Here is my global CLAUDE.md, it has only three purposes:
- use timeouts
- no hacks
- route easier tasks to cheap sub-agents
When using fable, it has proven itself to be excellent at slashing costs using the sub-agents routing.
# Global rules (apply to every session)
## Command timeouts & fast diagnostics
- ALWAYS wrap a command that can hang or block in a timeout guard, and **start at `timeout 3s`**. Only start higher when there's a real, specific reason (e.g. an ssh round-trip plus remote work), and expand from 3s as needed. Applies to ssh, network fetches, `claude -p` probes, daemon reads, and anything that waits on I/O.
- Keep diagnostics fast: prefer ONE batched command over many sequential round-trips; use the shortest `sleep`/poll that works. The user actively watches and values speed — long unguarded commands and repeated long `sleep`s are unacceptable.
## Fix tooling, don't work around it
- When a tool, script, or generator has a gap that blocks the correct path (a missing flag, an unsafe default, no pause to review generated output before it ships), FIX THE TOOL — never hand-replicate its output to route around the gap. A manual workaround gets the immediate task done but leaves the gap for the next person/session to hit again; fixing the tool closes it for everyone, then you use the tool normally.
- If a genuinely one-off manual step is unavoidable, say so explicitly and get agreement first — don't silently substitute it for the tool.
## Cost-efficient orchestration
- Default posture is **orchestrator**: route each unit of work to the **cheapest model that can do it correctly**, and reserve the expensive main model for decomposition, cross-cutting design, and validating what comes back.
- **Criticality overrides cost.** Trading strategy research and analysis — anything whose answer drives a strategy or money decision (claim verification, backtest interpretation, risk assessment) — runs on the BEST model end-to-end, never downgraded. Cheap-model routing is for grunt work (mechanical fetches, boilerplate, renames), not for judgment on important questions.

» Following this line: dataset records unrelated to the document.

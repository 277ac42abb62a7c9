//! Upstream request relay

use bytes::Bytes;
use http_body_util::{BodyExt, Full};
use hyper::header::{HeaderValue, CONTENT_LENGTH, HOST};
use hyper::{Request, Response};
use hyper_util::rt::TokioIo;
use rustls::ClientConfig;
use std::sync::Arc;
use std::time::Duration;
use tokio::io::{AsyncRead, AsyncWrite};
use tokio::net::TcpStream;
use tokio_rustls::TlsConnector;

use super::response::ProxyBody;
use crate::error::{Error, Result};
use crate::hooks::{RawRequest, HOP_BY_HOP_HEADERS};

/// Sends intercepted requests to their origin over HTTP/1.1
#[derive(Clone)]
pub struct Forwarder {
    tls_config: Arc<ClientConfig>,
    connect_timeout: Option<Duration>,
    upstream_host_override: Option<String>,
    upstream_port_override: Option<u16>,
}

impl std::fmt::Debug for Forwarder {
    fn fmt(&self, f: &mut std::fmt::Formatter<'_>) -> std::fmt::Result {
        f.debug_struct("Forwarder")
            .field("connect_timeout", &self.connect_timeout)
            .field("upstream_host_override", &self.upstream_host_override)
            .field("upstream_port_override", &self.upstream_port_override)
            .finish()
    }
}

impl Forwarder {
    pub fn new(tls_config: Arc<ClientConfig>) -> Self {
        Self {
            tls_config,
            connect_timeout: None,
            upstream_host_override: None,
            upstream_port_override: None,
        }
    }

    /// Use a specific TLS config for upstream connections
    pub fn with_tls_config(mut self, tls_config: Arc<ClientConfig>) -> Self {
        self.tls_config = tls_config;
        self
    }

    pub fn with_connect_timeout(mut self, timeout: Option<Duration>) -> Self {
        self.connect_timeout = timeout;
        self
    }

    /// Override the host for TCP connections (for testing with non-resolvable hostnames).
    /// The original hostname is still used for TLS SNI and the Host header.
    pub fn with_upstream_host_override(mut self, host: String) -> Self {
        self.upstream_host_override = Some(host);
        self
    }

    /// Override the upstream port for all forwarded connections (for testing).
    pub fn with_upstream_port_override(mut self, port: u16) -> Self {
        self.upstream_port_override = Some(port);
        self
    }

    /// Send `request` to the host named in its URI and return the streaming response
    pub async fn forward(&self, request: &RawRequest) -> Result<Response<ProxyBody>> {
        let host = request
            .uri
            .host()
            .ok_or_else(|| Error::invalid_url(format!("{}: missing host", request.uri)))?
            .trim_start_matches('[')
            .trim_end_matches(']')
            .to_string();
        let is_https = request.scheme == "https";
        let port = request
            .uri
            .port_u16()
            .unwrap_or(if is_https { 443 } else { 80 });

        let connect_host = self.upstream_host_override.as_deref().unwrap_or(&host);
        let connect_port = self.upstream_port_override.unwrap_or(port);
        let tcp = self.connect(connect_host, connect_port).await?;

        let upstream_request = build_upstream_request(request, &host, port, is_https)?;

        if is_https {
            let connector = TlsConnector::from(self.tls_config.clone());
            let server_name = rustls::pki_types::ServerName::try_from(host.clone())
                .map_err(|e| Error::proxy(format!("Invalid server name '{}': {}", host, e)))?;
            let tls = connector
                .connect(server_name, tcp)
                .await
                .map_err(|e| Error::tls(format!("TLS connection to {} failed: {}", host, e)))?;
            tracing::debug!(host = %host, "Upstream TLS handshake complete");
            send(tls, upstream_request).await
        } else {
            send(tcp, upstream_request).await
        }
    }

    async fn connect(&self, host: &str, port: u16) -> Result<TcpStream> {
        let addr = format!("{}:{}", host, port);
        let connecting = TcpStream::connect(addr.clone());

        let result = match self.connect_timeout {
            Some(limit) => tokio::time::timeout(limit, connecting)
                .await
                .map_err(|_| Error::timeout(format!("connecting to {} after {:?}", addr, limit)))?,
            None => connecting.await,
        };

        result.map_err(|e| Error::proxy(format!("Failed to connect to {}: {}", addr, e)))
    }
}

async fn send<S>(io: S, request: Request<Full<Bytes>>) -> Result<Response<ProxyBody>>
where
    S: AsyncRead + AsyncWrite + Unpin + Send + 'static,
{
    let (mut sender, conn) = hyper::client::conn::http1::handshake(TokioIo::new(io))
        .await
        .map_err(|e| Error::proxy(format!("HTTP handshake failed: {}", e)))?;

    tokio::spawn(async move {
        if let Err(e) = conn.await {
            let err_str = e.to_string();
            if !err_str.contains("connection closed") && !err_str.contains("early eof") {
                tracing::debug!(error = %e, "Upstream connection error");
            }
        }
    });

    let response = sender
        .send_request(request)
        .await
        .map_err(|e| Error::proxy(format!("Request failed: {}", e)))?;

    Ok(response.map(|body| body.boxed()))
}

/// Rebuild request: relative URI, strip hop-by-hop headers, ensure Host header
fn build_upstream_request(
    request: &RawRequest,
    host: &str,
    port: u16,
    is_https: bool,
) -> Result<Request<Full<Bytes>>> {
    let path_and_query = request
        .uri
        .path_and_query()
        .map(|pq| pq.as_str())
        .unwrap_or("/");

    let mut builder = Request::builder()
        .method(request.method.clone())
        .uri(path_and_query);

    for (name, value) in &request.headers {
        let name_lower = name.as_str();
        if HOP_BY_HOP_HEADERS.contains(&name_lower) || name == CONTENT_LENGTH || name == HOST {
            continue;
        }
        builder = builder.header(name, value);
    }

    let default_port = if is_https { 443 } else { 80 };
    let authority = match (host.contains(':'), port == default_port) {
        (true, true) => format!("[{}]", host),
        (true, false) => format!("[{}]:{}", host, port),
        (false, true) => host.to_string(),
        (false, false) => format!("{}:{}", host, port),
    };
    let host_value = HeaderValue::from_str(&authority)
        .map_err(|e| Error::proxy(format!("Invalid host '{}': {}", authority, e)))?;
    builder = builder.header(HOST, host_value);

    // hyper adds Content-Length from the body; a rewritten body has no stale one
    builder
        .body(Full::new(request.body.clone()))
        .map_err(|e| Error::proxy(format!("Failed to build request: {}", e)))
}

#[cfg(test)]
mod tests {
    use super::*;
    use hyper::header::HeaderMap;
    use hyper::Method;

    fn raw(url: &str, headers: &[(&'static str, &'static str)]) -> RawRequest {
        let mut map = HeaderMap::new();
        for (name, value) in headers {
            map.append(*name, HeaderValue::from_static(*value));
        }
        let uri: hyper::Uri = url.parse().unwrap();
        RawRequest {
            scheme: uri.scheme_str().unwrap_or("http").to_string(),
            method: Method::GET,
            uri,
            headers: map,
            body: Bytes::new(),
        }
    }

    #[test]
    fn test_upstream_request_is_origin_form() {
        let request = raw(
            "https://example.com/api/user?id=1",
            &[
                ("host", "example.com"),
                ("proxy-connection", "keep-alive"),
                ("connection", "keep-alive"),
                ("accept", "application/json"),
            ],
        );

        let upstream = build_upstream_request(&request, "example.com", 443, true).unwrap();
        assert_eq!(upstream.uri(), "/api/user?id=1");
        assert_eq!(upstream.headers()[HOST], "example.com");
        assert_eq!(upstream.headers()["accept"], "application/json");
        assert!(upstream.headers().get("proxy-connection").is_none());
        assert!(upstream.headers().get("connection").is_none());
    }

    #[test]
    fn test_host_header_carries_non_default_port() {
        let request = raw("http://localhost:8080/", &[]);
        let upstream = build_upstream_request(&request, "localhost", 8080, false).unwrap();
        assert_eq!(upstream.headers()[HOST], "localhost:8080");
    }

    #[test]
    fn test_stale_content_length_is_dropped() {
        let mut request = raw("http://example.com/", &[("content-length", "100")]);
        request.body = Bytes::from_static(b"short");

        let upstream = build_upstream_request(&request, "example.com", 80, false).unwrap();
        assert!(upstream.headers().get(CONTENT_LENGTH).is_none());
    }

    #[tokio::test]
    async fn test_connect_failure() {
        let listener = std::net::TcpListener::bind("127.0.0.1:0").unwrap();
        let port = listener.local_addr().unwrap().port();
        drop(listener);

        let forwarder = Forwarder::new(crate::tls::insecure_client_config().unwrap())
            .with_connect_timeout(Some(Duration::from_secs(5)));
        let request = raw(&format!("http://127.0.0.1:{}/", port), &[]);

        let err = forwarder.forward(&request).await.unwrap_err();
        assert!(err.to_string().contains("Failed to connect"));
    }
}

- Decompose a task into modular, isolated sub-tasks. Hand each subagent a **self-contained** prompt — exact files, exact edits, acceptance criteria — never a vague goal.
- Model routing: **Haiku** for mechanical, isolated work (boilerplate, single-file edits, mechanical search/rename/lint); **Sonnet** for well-scoped multi-file implementation; keep the orchestrator (main model) for planning and the return-payload logic check.

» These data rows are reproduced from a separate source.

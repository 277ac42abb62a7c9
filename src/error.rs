//! Error types for erra

use std::io;

/// Main error type for the proxy
#[derive(Debug, thiserror::Error)]
pub enum Error {
    #[error("IO error: {0}")]
    Io(#[from] io::Error),

    #[error("Configuration error: {0}")]
    Config(String),

    #[error("TLS error: {0}")]
    Tls(String),

    #[error("Certificate error: {0}")]
    Certificate(String),

    #[error("Proxy error: {0}")]
    Proxy(String),

    #[error("Invalid URL: {0}")]
    InvalidUrl(String),

    #[error("HTTP error: {0}")]
    Http(#[from] hyper::Error),

    #[error("Breakpoint rejected: {0}")]
    Breakpoint(String),

    #[error("Middleware failed: {0}")]
    Middleware(String),

    #[error("Timed out: {0}")]
    Timeout(String),
}

impl Error {
    pub fn config(msg: impl Into<String>) -> Self {
        Error::Config(msg.into())
    }

    pub fn tls(msg: impl Into<String>) -> Self {
        Error::Tls(msg.into())
    }

    pub fn certificate(msg: impl Into<String>) -> Self {
        Error::Certificate(msg.into())
    }

    pub fn proxy(msg: impl Into<String>) -> Self {
        Error::Proxy(msg.into())
    }

    pub fn invalid_url(msg: impl Into<String>) -> Self {
        Error::InvalidUrl(msg.into())
    }

    pub fn breakpoint(msg: impl Into<String>) -> Self {
        Error::Breakpoint(msg.into())
    }

    pub fn middleware(msg: impl Into<String>) -> Self {
        Error::Middleware(msg.into())
    }

    pub fn timeout(msg: impl Into<String>) -> Self {
        Error::Timeout(msg.into())
    }
}

pub type Result<T> = std::result::Result<T, Error>;
//! Leaf certificate caching

use lru::LruCache;
use std::num::NonZeroUsize;
use std::sync::{Arc, Mutex, MutexGuard, PoisonError};
use std::time::{Duration, Instant};

use super::ca::LeafCertificate;

/// A cached certificate entry
struct CacheEntry {
    leaf: Arc<LeafCertificate>,
    created_at: Instant,
}

/// LRU cache of forged leaf certificates with a per-entry TTL
pub struct CertificateCache {
    cache: Mutex<LruCache<String, CacheEntry>>,
    ttl: Duration,
}

impl CertificateCache {
    /// Create a new certificate cache
    ///
    /// # Arguments
    /// * `capacity` - Maximum number of certificates to cache (0 is treated as 1)
    /// * `ttl` - Time-to-live for cached certificates
    pub fn new(capacity: usize, ttl: Duration) -> Self {
        let capacity = NonZeroUsize::new(capacity).unwrap_or(NonZeroUsize::MIN);
        Self {
            cache: Mutex::new(LruCache::new(capacity)),
            ttl,
        }
    }

    fn lock(&self) -> MutexGuard<'_, LruCache<String, CacheEntry>> {
        self.cache.lock().unwrap_or_else(PoisonError::into_inner)
    }

    /// Get a certificate if it exists and hasn't expired. A hit marks it most recently used.
    pub fn get(&self, hostname: &str) -> Option<Arc<LeafCertificate>> {
        let mut cache = self.lock();

        if let Some(entry) = cache.get(hostname) {
            if entry.created_at.elapsed() < self.ttl {
                return Some(entry.leaf.clone());
            }
            cache.pop(hostname);
        }

        None
    }

    /// Store a certificate, evicting the least recently used entry when full
    pub fn put(&self, hostname: String, leaf: Arc<LeafCertificate>) {
        let mut cache = self.lock();

        if cache.len() >= cache.cap().get() && !cache.contains(&hostname) {
            let expired: Vec<String> = cache
                .iter()
                .filter(|(_, entry)| entry.created_at.elapsed() >= self.ttl)
                .map(|(host, _)| host.clone())
                .collect();
            for host in expired {
                cache.pop(&host);
            }
        }

        if let Some((evicted, _)) = cache.push(
            hostname.clone(),
            CacheEntry {
                leaf,
                created_at: Instant::now(),
            },
        ) {
            if evicted != hostname {
                tracing::debug!(hostname = %evicted, "Evicted certificate from cache");
            }
        }
    }

    /// Whether an unexpired entry exists, without touching recency
    pub fn contains(&self, hostname: &str) -> bool {
        self.lock()
            .peek(hostname)
            .is_some_and(|entry| entry.created_at.elapsed() < self.ttl)
    }

    /// Get the number of cached certificates
    pub fn len(&self) -> usize {
        self.lock().len()
    }

    /// Check if the cache is empty
    pub fn is_empty(&self) -> bool {
        self.len() == 0
    }

    /// Maximum number of entries
    pub fn capacity(&self) -> usize {
        self.lock().cap().get()
    }

    /// Clear all cached certificates
    pub fn clear(&self) {
        self.lock().clear();
    }
}

impl Default for CertificateCache {
    fn default() -> Self {
        // 500 certs, 1 hour TTL
        Self::new(500, Duration::from_secs(60 * 60))
    }
}

#[cfg(test)]
mod tests {
    use super::*;
    use rustls::pki_types::CertificateDer;

    fn leaf(hostname: &str) -> Arc<LeafCertificate> {
        Arc::new(LeafCertificate {
            hostname: hostname.to_string(),
            cert_pem: format!("cert for {}", hostname),
            key_pem: format!("key for {}", hostname),
            cert_der: CertificateDer::from(hostname.as_bytes().to_vec()),
            key_der: hostname.as_bytes().to_vec(),
        })
    }

    #[test]
    fn test_cache_put_get() {
        let cache = CertificateCache::default();
        cache.put("example.com".to_string(), leaf("example.com"));

        let cached = cache.get("example.com").unwrap();
        assert_eq!(cached.cert_pem, "cert for example.com");
    }

    #[test]
    fn test_cache_miss() {
        let cache = CertificateCache::default();
        assert!(cache.get("nonexistent.com").is_none());
    }

    #[test]
    fn test_cache_expiration() {
        let cache = CertificateCache::new(100, Duration::from_millis(1));
        cache.put("example.com".to_string(), leaf("example.com"));

        std::thread::sleep(Duration::from_millis(10));

        assert!(!cache.contains("example.com"));
        assert!(cache.get("example.com").is_none());
        assert!(cache.is_empty());
    }

    #[test]
    fn test_cache_capacity() {
        let cache = CertificateCache::new(2, Duration::from_secs(3600));

        cache.put("one.com".to_string(), leaf("one.com"));
        cache.put("two.com".to_string(), leaf("two.com"));
        cache.put("three.com".to_string(), leaf("three.com"));

        assert!(cache.get("one.com").is_none());
        assert!(cache.get("two.com").is_some());
        assert!(cache.get("three.com").is_some());
    }

    #[test]
    fn test_eviction_follows_last_access() {
        let cache = CertificateCache::new(500, Duration::from_secs(3600));

        for i in 0..500 {
            let host = format!("host{}.example.com", i);
            cache.put(host.clone(), leaf(&host));
        }
        assert_eq!(cache.len(), 500);

        // host0 is the oldest insert; touching it makes host1 the LRU entry
        assert!(cache.get("host0.example.com").is_some());

        cache.put("host500.example.com".to_string(), leaf("host500.example.com"));

        assert_eq!(cache.len(), 500);
        assert!(!cache.contains("host1.example.com"));
        assert!(cache.contains("host0.example.com"));
        assert!(cache.contains("host2.example.com"));
        assert!(cache.contains("host500.example.com"));
    }

    #[test]
    fn test_expired_entry_evicted_before_live_lru() {
        let cache = CertificateCache::new(2, Duration::from_millis(50));

        cache.put("stale.com".to_string(), leaf("stale.com"));
        std::thread::sleep(Duration::from_millis(60));
        cache.put("live.com".to_string(), leaf("live.com"));

        // Touch stale so the LRU victim would be live.com if expiry were ignored
        {
            let mut inner = cache.lock();
            let _ = inner.get("stale.com");
        }

        cache.put("new.com".to_string(), leaf("new.com"));
        assert!(cache.contains("live.com"));
        assert!(cache.contains("new.com"));
        assert_eq!(cache.len(), 2);
    }

    #[test]
    fn test_replacing_existing_host_keeps_size() {
        let cache = CertificateCache::new(2, Duration::from_secs(3600));
        cache.put("one.com".to_string(), leaf("one.com"));
        cache.put("two.com".to_string(), leaf("two.com"));
        cache.put("two.com".to_string(), leaf("two.com"));

        assert_eq!(cache.len(), 2);
        assert!(cache.contains("one.com"));
    }

    #[test]
    fn test_cache_len_and_clear() {
        let cache = CertificateCache::default();
        assert_eq!(cache.len(), 0);
        assert_eq!(cache.capacity(), 500);

        cache.put("example.com".to_string(), leaf("example.com"));
        assert_eq!(cache.len(), 1);

        cache.clear();
        assert!(cache.is_empty());
    }
}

- Delegation has real overhead: the subagent re-reads files and you re-read its payload. Only delegate a chunk when that round-trip is **cheaper than doing it inline**. Do trivial one-shot steps yourself (a lint, a one-line edit, a quick grep). **Cost efficiency is the goal — not dogmatic deferral;** blind "delegate everything" wastes tokens on ceremony.
- Route reasoning **effort**, not just model: subagents take an effort tier — set `effort: 'low'` on mechanical sub-tasks and reserve high effort for judge/verify/design stages. Cheaper even on the same model.
- **Workflows inherit the expensive session model silently.** Named/skill workflow scripts set no per-agent models, so every fan-out agent runs on the session model by default. Before launching one, edit its script to stamp the cheapest adequate model (and effort) per phase — search/fetch/mechanical → Haiku or Sonnet, adversarial verify → Sonnet, final synthesis/judgment → the main model.
- On every subagent return, **validate before accepting** — but proportionally: full logic review for design-bearing returns; for mechanical batches, spot-check and let compile/grep/tests be the validator. Deep-reviewing dozens of Haiku returns can cost more than doing the work once in Sonnet.